Pull out every line with the word "face" from the entries below.

RECORDED DATA:
· · · ·
//! # burstsync: syncword burst synchronization
//!
//! This crate carves a continuous, unstructured bitstream into
//! discrete fixed-length bursts ("PDUs") by correlating against a
//! programmable syncword. It detects the access code marking the
//! start of a burst, tolerating a configurable number of bit errors
//! and recognizing bit-complemented transmissions. It optionally
//! confirms a tail syncword at the end of the burst, and emits the
//! finished burst with metadata. Several overlapping detections can
//! be in flight at once, sharing one output buffer.
//!
//! The synchronizer is a synchronous, per-bit state machine: it is
//! fed one bit at a time, never blocks, and performs no I/O. Where
//! the bits come from (a demodulator, a file, a socket) and where
//! finished bursts go is up to the caller.
//!
//! ## Example
//!
//! ```
//! use burstsync::{BurstSynchronizerBuilder, SyncMode};
//!
//! // frame 16-bit bursts that start with the access code 0b10110100
//! let mut sync = BurstSynchronizerBuilder::new(16)
//!     .with_access_code("0b10110100")
//!     .with_sync_mode(SyncMode::Discard)
//!     .build()
//!     .expect("valid configuration");
//!
//! // three bits of noise, then one burst: the access code followed
//! // by eight payload bits
//! let mut bits = vec![1u8, 1, 1];
//! bits.extend_from_slice(&[1, 0, 1, 1, 0, 1, 0, 0]);
//! bits.extend_from_slice(&[1, 0, 1, 1, 0, 1, 0, 0]);
//!
//! let bursts: Vec<_> = sync.iter(bits).collect();
//! assert_eq!(bursts.len(), 1);
//! // discard mode strips the access code from the output
//! assert_eq!(bursts[0].data(), &[1, 0, 1, 1, 0, 1, 0, 0]);
//! assert_eq!(bursts[0].bit_index(), 3);
//! assert!(!bursts[0].bit_reversed());
//! ```
//!
//! Bits are *unpacked*: one `u8` per bit, with only the
//! least-significant bit inspected. Emitted bursts use the same
//! convention. The [`SourceIter`] returned by
//! [`iter()`](BurstSynchronizer::iter) consumes as many input bits
//! as needed to produce the next [`Burst`] and returns `None` when
//! the input runs dry; synchronizer state persists across calls, so
//! streaming input in chunks works naturally.
//!
//! ## Read modes
//!
//! How a new syncword detection interacts with a burst already being
//! read is governed by the [`ReadMode`]:
//!
//! * [`Strict`](ReadMode::Strict) locks onto one burst at a time and
//!   re-arms cleanly after each one, the right choice for
//!   back-to-back framed streams. An empty access code is permitted
//!   here and frames purely by burst length.
//! * [`Permissive`](ReadMode::Permissive) starts a new candidate
//!   burst on every detection, even overlapping ones.
//! * [`Reset`](ReadMode::Reset) restarts on every detection,
//!   discarding any burst in progress.
//!
//! The [`SyncMode`] independently controls whether emitted bursts
//! keep their syncword bits, have them stripped, or have them
//! overwritten with the canonical (error-free) patterns.

mod builder;
mod burst;
mod correlator;
mod synchronizer;
mod syncword;

pub use builder::{BurstSynchronizerBuilder, ConfigError};
pub use burst::Burst;
pub use synchronizer::{BurstSynchronizer, ReadMode, SourceIter, SyncMode};
pub use syncword::SyncSpec;
pub mod calculation;
pub mod decision;
mod error;
pub mod oracle;
pub mod simulation;
mod statearray;

use serde_enum_str::{Deserialize_enum_str, Serialize_enum_str};
use strum_macros::EnumIter;

pub use calculation::{expected_cache_len, table::ProbabilityTable, Solver};
pub use decision::{first_right, guess_first, guess_first_with, optimal_guess};
pub use error::Error;
pub use oracle::{brute_force_probability, guess_all, guess_all_with, BruteForceSummary};
pub use simulation::{SimulationSettings, SimulationSummary};
pub use statearray::{renumber, State, StateArray};

/// The call a player makes about the next face-down card.
#[derive(
    Debug, Clone, Copy, PartialEq, Eq, Hash, EnumIter, Serialize_enum_str, Deserialize_enum_str,
)]
pub enum Guess {
    Higher,
    Lower,
}

impl Guess {
    /// Whether this guess about `down`, made while `up` is showing, is right.
    pub fn is_right<T: Ord>(self, up: &T, down: &T) -> bool {
        match self {
            Guess::Higher => down > up,
            Guess::Lower => down < up,
        }
    }

    pub fn opposite(self) -> Guess {
        match self {
            Guess::Higher => Guess::Lower,
            Guess::Lower => Guess::Higher,
        }
    }
}

/// Which way the majority-count rule guesses when as many face-down cards
/// are above the up card as below it. Either choice is optimal.
#[derive(Debug, Clone, Copy, PartialEq, Eq, Serialize_enum_str, Deserialize_enum_str)]
pub enum TieBreak {
    Higher,
    Lower,
}

impl TieBreak {
    pub fn guess(self) -> Guess {
        match self {
            TieBreak::Higher => Guess::Higher,
            TieBreak::Lower => Guess::Lower,
        }
    }
}

impl Default for TieBreak {
    /// A strict `higher > lower` majority test, i.e. ties guess lower.
    fn default() -> Self {
        TieBreak::Lower
    }
}

/// Probability that the optimal player calls every card of a shuffled deck
/// of `n` distinct cards correctly. Uses a fresh [`Solver`].
pub fn p_all(n: usize) -> Result<f64, Error> {
    Solver::new().p_all(n)
}
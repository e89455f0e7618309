mod sweep;

use anyhow::{bail, Context};
use clap::Parser;
use higher_lower_drivers::parse_config_from_file;
use tracing::info;

const DEFAULT_CONFIG_PATH: &str = "~/.higher_lower.yml";

#[derive(Debug, Parser)]
#[command(author, about, long_about = None)]
struct CommandLineArgs {
    /// The path of the config file
    #[arg(short, long, default_value_t = String::from(DEFAULT_CONFIG_PATH))]
    config: String,

    /// Overrides the largest deck size in the config
    #[arg(long)]
    max_cards: Option<usize>,

    /// Skips the Monte Carlo simulation
    #[arg(long)]
    no_simulation: bool,
}

fn main() -> anyhow::Result<()> {
    let mut args = CommandLineArgs::parse();
    if args.config == DEFAULT_CONFIG_PATH {
        let home_dir = home::home_dir().context("Cannot find home directory")?;
        let config_file_path = home_dir.join(".higher_lower.yml");
        if !config_file_path.exists() {
            bail!("Config file {} not exists", config_file_path.display());
        }
        if config_file_path.is_dir() {
            bail!("This should be a path rather than a directory");
        }
        args.config = config_file_path.to_string_lossy().into_owned();
    }
    let args = args;

    let mut config = parse_config_from_file(&args.config)?;
    init_logging(&config.log_level)?;
    info!(config = %args.config, "loaded config");

    if let Some(max_cards) = args.max_cards {
        config.sweep.max_cards = max_cards;
    }

    sweep::print_sweep(&config.sweep)?;
    if !args.no_simulation {
        let settings: higher_lower::SimulationSettings = config
            .simulation
            .try_into()
            .context("invalid simulation config")?;
        sweep::print_simulation(&settings)?;
    }

    Ok(())
}

fn init_logging(level: &str) -> anyhow::Result<()> {
    let level: tracing::Level = level
        .parse()
        .with_context(|| format!("invalid log level {}", level))?;
    tracing_subscriber::fmt().with_max_level(level).init();
    Ok(())
}
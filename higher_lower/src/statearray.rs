use std::collections::HashMap;
use std::fmt::Debug;
use std::ops::{Index, IndexMut};

use crate::Error;

/// A situation abstracted down to what decides the odds: `n` cards remain
/// (the up card included) and the up card has rank `up` among them, counting
/// from 0 in ascending order.
///
/// Any two concrete situations that share `(up, n)` have the same chance of
/// being guessed through to the end.
#[derive(Debug, Clone, Copy, PartialEq, Eq, Hash)]
pub struct State {
    up: usize,
    n: usize,
}

impl State {
    pub fn new(up: usize, n: usize) -> Result<State, Error> {
        if up >= n {
            return Err(Error::InvalidState { up, n });
        }
        Ok(State { up, n })
    }

    /// Callers must guarantee `up < n`.
    pub(crate) const fn new_unchecked(up: usize, n: usize) -> State {
        State { up, n }
    }

    /// Abstracts a concrete sequence of remaining cards, up card first.
    pub fn from_cards<T: Ord + Debug>(cards: &[T]) -> Result<State, Error> {
        let up_card = cards.first().ok_or(Error::NoCards)?;
        ensure_distinct(cards)?;
        let up = cards.iter().filter(|card| *card < up_card).count();
        Ok(State { up, n: cards.len() })
    }

    pub fn up(&self) -> usize {
        self.up
    }

    pub fn n(&self) -> usize {
        self.n
    }

    /// The state once the card of rank `down` is turned over and becomes the
    /// new up card.
    ///
    /// Note that this method won't check that `down` is a valid rank other
    /// than the up card's.
    pub fn after_reveal(&self, down: usize) -> State {
        debug_assert!(down < self.n && down != self.up);
        State {
            up: renumber(down, self.up),
            n: self.n - 1,
        }
    }

    fn hash_value(&self) -> u64 {
        ((self.n as u64) << 32) | self.up as u64
    }
}

/// Rank of a down card once the up card (rank `up`) has left the deck.
pub fn renumber(down: usize, up: usize) -> usize {
    if up < down {
        down - 1
    } else {
        down
    }
}

pub(crate) fn ensure_distinct<T: Ord + Debug>(cards: &[T]) -> Result<(), Error> {
    let mut sorted: Vec<&T> = cards.iter().collect();
    sorted.sort_unstable();
    match sorted.windows(2).find(|pair| pair[0] == pair[1]) {
        Some(pair) => Err(Error::DuplicateCard(format!("{:?}", pair[0]))),
        None => Ok(()),
    }
}

/// This struct provide a convenient way to use State as the index of the
/// array.
#[derive(Debug, Default, Clone)]
pub struct StateArray<T: Default> {
    data: HashMap<u64, T>,
}

impl<T: Default> StateArray<T> {
    pub fn new() -> StateArray<T> {
        StateArray {
            data: HashMap::new(),
        }
    }

    pub fn with_capacity(capacity: usize) -> Self {
        Self {
            data: HashMap::with_capacity(capacity),
        }
    }

    pub fn clear(&mut self) {
        self.data.clear();
    }

    pub fn contains_state(&self, index: State) -> bool {
        self.data.contains_key(&index.hash_value())
    }

    pub fn get(&self, index: State) -> Option<&T> {
        self.data.get(&index.hash_value())
    }

    pub fn len(&self) -> usize {
        self.data.len()
    }

    pub fn is_empty(&self) -> bool {
        self.data.is_empty()
    }
}

impl<T: Default> Index<State> for StateArray<T> {
    type Output = T;
    fn index(&self, index: State) -> &Self::Output {
        &self.data[&index.hash_value()]
    }
}

impl<T: Default> IndexMut<State> for StateArray<T> {
    fn index_mut(&mut self, index: State) -> &mut Self::Output {
        self.data.entry(index.hash_value()).or_default()
    }
}
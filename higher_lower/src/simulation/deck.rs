use rand::seq::SliceRandom;
use rand::Rng;

use crate::statearray::ensure_distinct;
use crate::{Error, State};

/// A deck of distinct cards in dealing order. The first card is the one
/// turned face up at the start.
#[derive(Debug, Clone, PartialEq, Eq)]
pub struct Deck {
    cards: Vec<u32>,
}

impl Deck {
    /// Creates a deck of `number_of_cards` cards in ascending order.
    pub fn new(number_of_cards: usize) -> Result<Deck, Error> {
        if number_of_cards == 0 {
            return Err(Error::NoCards);
        }
        Ok(Deck {
            cards: (0..number_of_cards as u32).collect(),
        })
    }

    /// Keeps the given dealing order. Every card must be distinct.
    pub fn from_cards(cards: Vec<u32>) -> Result<Deck, Error> {
        if cards.is_empty() {
            return Err(Error::NoCards);
        }
        ensure_distinct(&cards)?;
        Ok(Deck { cards })
    }

    pub fn shuffle<R: Rng + ?Sized>(&mut self, rng: &mut R) {
        self.cards.shuffle(rng);
    }

    pub fn cards(&self) -> &[u32] {
        &self.cards
    }

    pub fn len(&self) -> usize {
        self.cards.len()
    }

    pub fn is_empty(&self) -> bool {
        self.cards.is_empty()
    }

    /// The abstracted state after `revealed` cards have been turned over,
    /// or None once no card remains.
    pub fn state_after(&self, revealed: usize) -> Option<State> {
        let remaining = self.cards.get(revealed..)?;
        State::from_cards(remaining).ok()
    }
}

#[cfg(test)]
mod tests {
    use super::*;
    use rand::rngs::StdRng;
    use rand::SeedableRng;

    #[test]
    fn new_deck_is_ordered() {
        let deck = Deck::new(5).unwrap();
        assert_eq!(deck.cards(), &[0, 1, 2, 3, 4]);
        assert_eq!(deck.len(), 5);
        assert!(!deck.is_empty());
        assert_eq!(Deck::new(0), Err(Error::NoCards));
    }

    #[test]
    fn shuffle_keeps_every_card() {
        let mut deck = Deck::new(20).unwrap();
        deck.shuffle(&mut StdRng::seed_from_u64(42));
        let mut cards = deck.cards().to_vec();
        cards.sort_unstable();
        assert_eq!(cards, (0..20).collect::<Vec<u32>>());
    }

    #[test]
    fn from_cards_rejects_duplicates() {
        assert!(Deck::from_cards(vec![4, 8, 15]).is_ok());
        assert_eq!(
            Deck::from_cards(vec![4, 8, 4]),
            Err(Error::DuplicateCard(String::from("4")))
        );
        assert_eq!(Deck::from_cards(vec![]), Err(Error::NoCards));
    }

    #[test]
    fn state_after_follows_the_deal() {
        let deck = Deck::from_cards(vec![30, 10, 20, 40]).unwrap();
        assert_eq!(deck.state_after(0), Some(State::new(2, 4).unwrap()));
        assert_eq!(deck.state_after(1), Some(State::new(0, 3).unwrap()));
        assert_eq!(deck.state_after(3), Some(State::new(0, 1).unwrap()));
        assert_eq!(deck.state_after(4), None);
        assert_eq!(deck.state_after(9), None);
    }
}
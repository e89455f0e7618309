use anyhow::Context;
use serde::{Deserialize, Serialize};
use std::fs;

#[derive(Debug, Clone, Serialize, Deserialize)]
pub struct Config {
    pub sweep: ConfigSweep,
    pub simulation: ConfigSimulation,
    #[serde(default = "default_log_level")]
    pub log_level: String,
}

#[derive(Debug, Clone, Serialize, Deserialize)]
pub struct ConfigSweep {
    pub min_cards: usize,
    pub max_cards: usize,
    pub step: usize,
    pub reset_cache_between_runs: bool,
}

#[derive(Debug, Clone, Serialize, Deserialize)]
pub struct ConfigSimulation {
    pub number_of_cards: usize,
    pub games: u64,
    pub seed: Option<u64>,
    pub tie_break: String,
}

impl TryInto<higher_lower::SimulationSettings> for ConfigSimulation {
    type Error = serde::de::value::Error;

    fn try_into(self) -> Result<higher_lower::SimulationSettings, Self::Error> {
        let settings = higher_lower::SimulationSettings {
            number_of_cards: self.number_of_cards,
            games: self.games,
            tie_break: self.tie_break.parse()?,
            seed: self.seed,
        };

        Ok(settings)
    }
}

impl ConfigSweep {
    /// Deck sizes to solve, in increasing order.
    pub fn deck_sizes(&self) -> impl Iterator<Item = usize> {
        (self.min_cards.max(1)..=self.max_cards).step_by(self.step.max(1))
    }
}

fn default_log_level() -> String {
    String::from("info")
}

/// Reads the content of a given config file and parses it to a Config.
pub fn parse_config_from_file(filename: &str) -> anyhow::Result<Config> {
    let file_content = fs::read_to_string(filename)
        .with_context(|| format!("cannot read config file {}", filename))?;
    parse_config(&file_content).with_context(|| format!("invalid config file {}", filename))
}

pub fn parse_config(content: &str) -> anyhow::Result<Config> {
    Ok(serde_yaml::from_str(content)?)
}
· · · ·
SOLUTION:
/// The call a player makes about the next face-down card.
/// Which way the majority-count rule guesses when as many face-down cards
/// turned face up at the start.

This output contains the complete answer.